Other examples, or mini cases, include an examination of Ted Talks, a look at Tim Gunn’s (of Project Runway fame) podcast series, and a feminist examination of MOOCs. She notes the search results of Googling “angry professor” and adds to the acronym base by using terms like DOCC (Distributed Open Collaborative Courses).
Losh includes stories from professors who don’t think college students should be able to access the internet during class and from those who are creating programs to help faculty members make better videos and podcasts. She also cautions against using a technology simply because it’s new and reminds us that things like email, moveable chairs, and white boards were once “new” technologies.

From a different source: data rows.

//! Blind judging of three anonymized drafts.
//!
//! # Responsibilities
//! - Ask the judging provider for scores and a ranking
//! - Extract the first usable JSON object from free-form output
//! - Bound the scan: parsed objects are skipped whole, and only a fixed
//!   number of object starts are tried
//! - Repair or derive the ranking from the scores
//!
//! # Design Decisions
//! - A response that cannot be parsed is not an error: the result comes
//!   back empty with the raw text kept, and the caller picks a default
//! - Scores are clamped to 0..=100; a missing label scores 0
//! - A ranking that is not a permutation of A, B, C is replaced by one
//!   derived from the scores, ties broken by label order

use std::collections::BTreeMap;

use serde_json::{Map, Value};

use crate::observability::metrics;
use crate::pipeline::prompts;
use crate::pipeline::types::{JudgeResult, Label};
use crate::resilience::{ExecutionError, ResilientExecutor};
use crate::routing::ModelChoice;

/// Scores and ranking extracted from a judge response.
#[derive(Debug, Clone, PartialEq, Eq)]
pub struct Verdict {
    pub ranking: Vec<Label>,
    pub scores: BTreeMap<Label, u8>,
}

/// Judge over the resilient executor.
#[derive(Debug, Clone)]
pub struct BlindJudge {
    executor: ResilientExecutor,
}

impl BlindJudge {
    pub fn new(executor: ResilientExecutor) -> Self {
        Self { executor }
    }

    /// Score `texts` against `criteria` using the first healthy candidate.
    pub async fn judge(
        &self,
        platform: &str,
        texts: &BTreeMap<Label, String>,
        criteria: &str,
        candidates: &[ModelChoice],
    ) -> Result<JudgeResult, ExecutionError> {
        let prompt = prompts::judge(texts, platform, criteria);
        let response = self.executor.execute(candidates, &prompt).await?;

        let result = match parse_judge_response(&response.content) {
            Some(verdict) => JudgeResult {
                ranking: verdict.ranking,
                scores: verdict.scores,
                model_name: response.model_name,
                provider_name: response.provider_name,
                raw_response: None,
            },
            None => {
                tracing::warn!(
                    provider = %response.provider_name,
                    model = %response.model_name,
                    "Judge response had no usable JSON verdict"
                );
                metrics::record_judge_parse_failure();
                JudgeResult {
                    ranking: Vec::new(),
                    scores: BTreeMap::new(),
                    model_name: response.model_name,
                    provider_name: response.provider_name,
                    raw_response: Some(response.content),
                }
            }
        };

        Ok(result)
    }
}

/// Object starts tried before a reply is declared unparseable.
const MAX_OBJECT_STARTS: usize = 32;

/// Parse the first top-level JSON object in `raw` that carries at least one
/// label score.
pub fn parse_judge_response(raw: &str) -> Option<Verdict> {
    let mut from = 0;

    for _ in 0..MAX_OBJECT_STARTS {
        let start = from + raw[from..].find('{')?;
        let mut stream = serde_json::Deserializer::from_str(&raw[start..]).into_iter::<Value>();

        match stream.next() {
            Some(Ok(Value::Object(object))) => {
                let wrapped = object.values().filter_map(Value::as_object);
                if let Some(verdict) =
                    std::iter::once(&object).chain(wrapped).find_map(verdict_from_object)
                {
                    return Some(verdict);
                }
                // resume after the whole object, nested braces included
                from = start + stream.byte_offset();
            }
            _ => from = start + 1,
        }
    }

    None
}

fn verdict_from_object(object: &Map<String, Value>) -> Option<Verdict> {
    let score_source = match object.get("scores") {
        Some(Value::Object(nested)) => nested,
        _ => object,
    };

    let mut found_any = false;
    let scores: BTreeMap<Label, u8> = Label::ALL
        .into_iter()
        .map(|label| {
            let score = lookup_label(score_source, label).and_then(score_value);
            found_any |= score.is_some();
            (label, score.unwrap_or(0))
        })
        .collect();

    if !found_any {
        return None;
    }

    let ranking = object
        .get("ranking")
        .and_then(ranking_value)
        .unwrap_or_else(|| derive_ranking(&scores));

    Some(Verdict { ranking, scores })
}

fn lookup_label<'a>(object: &'a Map<String, Value>, label: Label) -> Option<&'a Value> {
    object.get(label.as_str()).or_else(|| {
        object
            .iter()
            .find(|(key, _)| Label::parse(key) == Some(label))
            .map(|(_, value)| value)
    })
}

fn score_value(value: &Value) -> Option<u8> {
    let number = match value {
        Value::Number(n) => n.as_f64()?,
        Value::String(s) => s.trim().parse::<f64>().ok()?,
        _ => return None,
    };
    if !number.is_finite() {
        return None;
    }
    Some(number.round().clamp(0.0, 100.0) as u8)
}

/// A ranking that names each label exactly once.
fn ranking_value(value: &Value) -> Option<Vec<Label>> {
    let items = value.as_array()?;
    let ranking: Vec<Label> = items
        .iter()
        .map(|item| item.as_str().and_then(Label::parse))
        .collect::<Option<_>>()?;

    let is_permutation =
        ranking.len() == Label::ALL.len() && Label::ALL.iter().all(|l| ranking.contains(l));
    is_permutation.then_some(ranking)
}

/// Labels by score, highest first, ties in label order.
pub fn derive_ranking(scores: &BTreeMap<Label, u8>) -> Vec<Label> {
    let mut labels: Vec<Label> = scores.keys().copied().collect();
    labels.sort_by(|a, b| scores[b].cmp(&scores[a]).then_with(|| a.cmp(b)));
    labels
}

#[cfg(test)]
mod tests {
    use super::*;

    #[test]
    fn test_derives_ranking_when_missing() {
        let verdict = parse_judge_response(r#"{"A": 90, "B": 70, "C": 80}"#).unwrap();
        assert_eq!(verdict.ranking, vec![Label::A, Label::C, Label::B]);
        assert_eq!(verdict.scores[&Label::B], 70);
    }

    #[test]
    fn test_tolerates_surrounding_prose() {
        let raw = "Here is my verdict:\n```json\n{\"A\": 55, \"B\": 91, \"C\": 60, \"ranking\": [\"B\", \"C\", \"A\"]}\n```\nHope it helps {not json}";
        let verdict = parse_judge_response(raw).unwrap();
        assert_eq!(verdict.ranking, vec![Label::B, Label::C, Label::A]);
    }

    #[test]
    fn test_skips_objects_without_scores() {
        let raw = r#"{"note": "thinking"} then {"scores": {"a": 10, "b": 20, "c": 30}}"#;
        let verdict = parse_judge_response(raw).unwrap();
        assert_eq!(verdict.ranking, vec![Label::C, Label::B, Label::A]);
    }

    #[test]
    fn test_invalid_ranking_is_rederived() {
        let raw = r#"{"A": 10, "B": 40, "C": 40, "ranking": ["B", "B", "D"]}"#;
        let verdict = parse_judge_response(raw).unwrap();
        assert_eq!(verdict.ranking, vec![Label::B, Label::C, Label::A]);
    }

    #[test]
    fn test_scores_clamped_and_defaulted() {
        let raw = r#"{"A": 140, "B": "72.6", "C": -3}"#;
        let verdict = parse_judge_response(raw).unwrap();
        assert_eq!(verdict.scores[&Label::A], 100);
        assert_eq!(verdict.scores[&Label::B], 73);
        assert_eq!(verdict.scores[&Label::C], 0);

        let verdict = parse_judge_response(r#"{"A": 50}"#).unwrap();
        assert_eq!(verdict.scores[&Label::C], 0);
    }

    #[test]
    fn test_finds_verdict_after_brace_heavy_prose() {
        let raw = format!(
            "{} {} {{\"verdict\": {{\"A\": 20, \"B\": 95, \"C\": 60}}}}",
            r#"{"reasoning": {"step": {"detail": "{not json}"}}}"#,
            r#"{"note": "B reads best"}"#,
        );
        let verdict = parse_judge_response(&raw).unwrap();
        assert_eq!(verdict.ranking, vec![Label::B, Label::C, Label::A]);
        assert_eq!(verdict.scores[&Label::B], 95);
    }

    #[test]
    fn test_scan_is_bounded() {
        let noise = "{".repeat(200_000);
        assert!(parse_judge_response(&noise).is_none());

        let unterminated = format!("{}{}", r#"{"a": "x"#.repeat(10_000), r#"{"A": 1}"#);
        assert!(parse_judge_response(&unterminated).is_none());
    }

    #[test]
    fn test_unparseable_response() {
        assert!(parse_judge_response("I liked B the most.").is_none());
        assert!(parse_judge_response("{broken").is_none());
    }
}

Losh is careful to present multiple points of view and quotes numerous studies and experts. Some of the information, such as the discussion related to Turnitin (plagiarism detection software), may seem familiar, but overall the result is a thoughtful (and relatively dense) examination of college education in the digital era. While much can and should be taken from this, Losh pulls everything together and closes the book with six suggested rules; some of which may be easier to follow than others.
Of particular note is the idea that “one of the realities of being a faculty member in the contemporary world is that one never stops being a student.” As previously mentioned, Losh includes numerous examples of how faculty, programs, and institutions are using digital technologies. Granted, many of the digital activities, assignments, and pedagogical strategies didn’t (at best) go as planned and (at worst) were dismal failures, but still it seems like the most certain way to fail is to change nothing at all and to pretend that colleges exist in some type of a pre-internet bubble.